The following can help minimize the risk of a swimming-related tragedy.
Hire an experienced lifeguard manager. “Your lifeguards must be evaluated, hired, trained and managed by a skilled lifeguard who’s a proficient trainer and supervisor,” Lees said.
Create a lifeguarding plan. “Each camp venue is unique,” Lees said. “Have a plan that’s specific to yours and hire and train based on it.”
Recognize and address the inherent challenges of beaches. “Beaches require a lot more underwater swimming, strength and endurance,” Lees said. “You might have to run the length of the beach, swim out and surface dive — often multiple times — and be comfortable searching in murky water.”
Require certification . . . but don’t stop there. There are four typical certification programs for lifeguards: Red Cross, YMCA, Ellis & Associates and StarGuard. Camps tend to use the first two. “Your lifeguards should all be certified, certainly. This establishes they’ve gone through the training steps, but it simply means they were able to perform the required skills on test day,” Lees said. “You need to test them too.”
Try to assess prospects’ mindsets in a crisis. “None of us know how we’d act in a crisis until it happens,” Lees said. “Talk to prospects about emergency situations and how they dealt with it. You want someone whose reaction is to go toward danger — not away from it.”

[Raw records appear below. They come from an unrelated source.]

use std::collections::BTreeMap;

use super::node::{Element, RouteNode, Segment};
use crate::page::PageId;

// Specificity weights. Every segment also counts one on its own.
const STATIC_SCORE: i32 = 10;
const DYNAMIC_SCORE: i32 = 3;
const INDEX_SCORE: i32 = 2;
const SPLAT_PENALTY: i32 = -2;

/// RouteMatch
///
/// The winning branch of the route tree for one path: the matched nodes from
/// the outermost to the leaf, and the extracted parameters.
#[derive(Debug, Clone)]
pub struct RouteMatch<'t> {
    pub nodes: Vec<&'t RouteNode>,
    pub params: BTreeMap<String, String>,
    score: i32,
}

impl<'t> RouteMatch<'t> {
    pub fn leaf(&self) -> &'t RouteNode {
        // a match always holds at least the leaf node
        self.nodes[self.nodes.len() - 1]
    }

    /// The page the leaf renders, if it renders one.
    pub fn page(&self) -> Option<PageId> {
        match self.leaf().element() {
            Some(Element::Page(page)) => Some(*page),
            _ => None,
        }
    }

    /// The matched pattern, e.g. `/templates/:template/workspace`.
    pub fn pattern(&self) -> String {
        let parts: Vec<&str> = self
            .nodes
            .iter()
            .map(|node| node.raw_path())
            .filter(|path| !path.is_empty())
            .collect();
        format!("/{}", parts.join("/"))
    }

    pub fn param(&self, name: &str) -> Option<&str> {
        self.params.get(name).map(String::as_str)
    }

    pub fn is_catch_all(&self) -> bool {
        self.leaf().is_catch_all()
    }
}

/// resolve
///
/// Matches `path` (query string excluded) against the route tree and returns
/// the single most specific complete match. Ties go to the node declared first.
pub fn resolve<'t>(routes: &'t [RouteNode], path: &str) -> Option<RouteMatch<'t>> {
    let segments: Vec<&str> = path.split('/').filter(|s| !s.is_empty()).collect();
    let mut candidates = Vec::new();
    let mut stack = Vec::new();
    let mut params = Vec::new();
    collect(routes, &segments, 0, 0, &mut stack, &mut params, &mut candidates);

    let mut best: Option<RouteMatch<'t>> = None;
    for candidate in candidates {
        if best.as_ref().is_none_or(|b| candidate.score > b.score) {
            best = Some(candidate);
        }
    }
    best
}

fn collect<'t>(
    nodes: &'t [RouteNode],
    segments: &[&str],
    position: usize,
    score: i32,
    stack: &mut Vec<&'t RouteNode>,
    params: &mut Vec<(String, String)>,
    out: &mut Vec<RouteMatch<'t>>,
) {
    for node in nodes {
        if node.is_index() {
            if position == segments.len() && node.element().is_some() {
                stack.push(node);
                out.push(candidate(stack, params, score + INDEX_SCORE));
                stack.pop();
            }
            continue;
        }

        let Some((next, node_score, captured)) = match_segments(node, segments, position) else {
            continue;
        };

        let params_len = params.len();
        params.extend(captured);
        stack.push(node);
        let score = score + node_score;

        if next == segments.len() && node.element().is_some() {
            out.push(candidate(stack, params, score));
        }
        if !node.child_nodes().is_empty() {
            collect(node.child_nodes(), segments, next, score, stack, params, out);
        }

        stack.pop();
        params.truncate(params_len);
    }
}

/// Matches one node's own segments at `position`. Returns the next position,
/// the score earned and the captured parameters.
fn match_segments(
    node: &RouteNode,
    segments: &[&str],
    position: usize,
) -> Option<(usize, i32, Vec<(String, String)>)> {
    let mut position = position;
    let mut score = 0;
    let mut captured = Vec::new();

    for segment in node.segments() {
        match segment {
            Segment::Splat => {
                let rest = segments[position..].join("/");
                captured.push(("*".to_string(), decode(&rest)));
                position = segments.len();
                score += 1 + SPLAT_PENALTY;
            }
            Segment::Static(literal) => {
                let value = segments.get(position)?;
                if !value.eq_ignore_ascii_case(literal) {
                    return None;
                }
                position += 1;
                score += 1 + STATIC_SCORE;
            }
            Segment::Param(name) => {
                let value = segments.get(position)?;
                captured.push((name.clone(), decode(value)));
                position += 1;
                score += 1 + DYNAMIC_SCORE;
            }
            Segment::Prefixed { prefix, name } => {
                let value = segments.get(position)?;
                let rest = value.strip_prefix(prefix.as_str()).filter(|r| !r.is_empty())?;
                captured.push((name.clone(), decode(rest)));
                position += 1;
                score += 1 + STATIC_SCORE;
            }
        }
    }

    Some((position, score, captured))
}

fn candidate<'t>(
    stack: &[&'t RouteNode],
    params: &[(String, String)],
    score: i32,
) -> RouteMatch<'t> {
    RouteMatch {
        nodes: stack.to_vec(),
        params: params.iter().cloned().collect(),
        score,
    }
}

fn decode(raw: &str) -> String {
    urlencoding::decode(raw)
        .map(|value| value.into_owned())
        .unwrap_or_else(|_| raw.to_string())
}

Conduct initial and ongoing training. “Ideally, I like to see three days of aquatic training before camp starts to ensure lifeguards have venue-specific skills — provide remediation if necessary — know the camp’s emergency action plan and have exceptional CPR skills,” Lees said.
Continue training throughout the season. “It takes an amazing amount of strength and energy to swim out, bring a drowning casualty in and perform CPR,” Lees said. “Keep working with lifeguards to ensure they have the strength and skills they need. Focus on leg strength, core strength and endurance.”
Resources: These two documents are invaluable: Lifeguard Standards, available at http://lifeguardstandards.org/index.php?pg=final_report, and the Model Aquatic Health Code, found at http://www.cdc.gov/healthywater/swimming/pools/mahc/.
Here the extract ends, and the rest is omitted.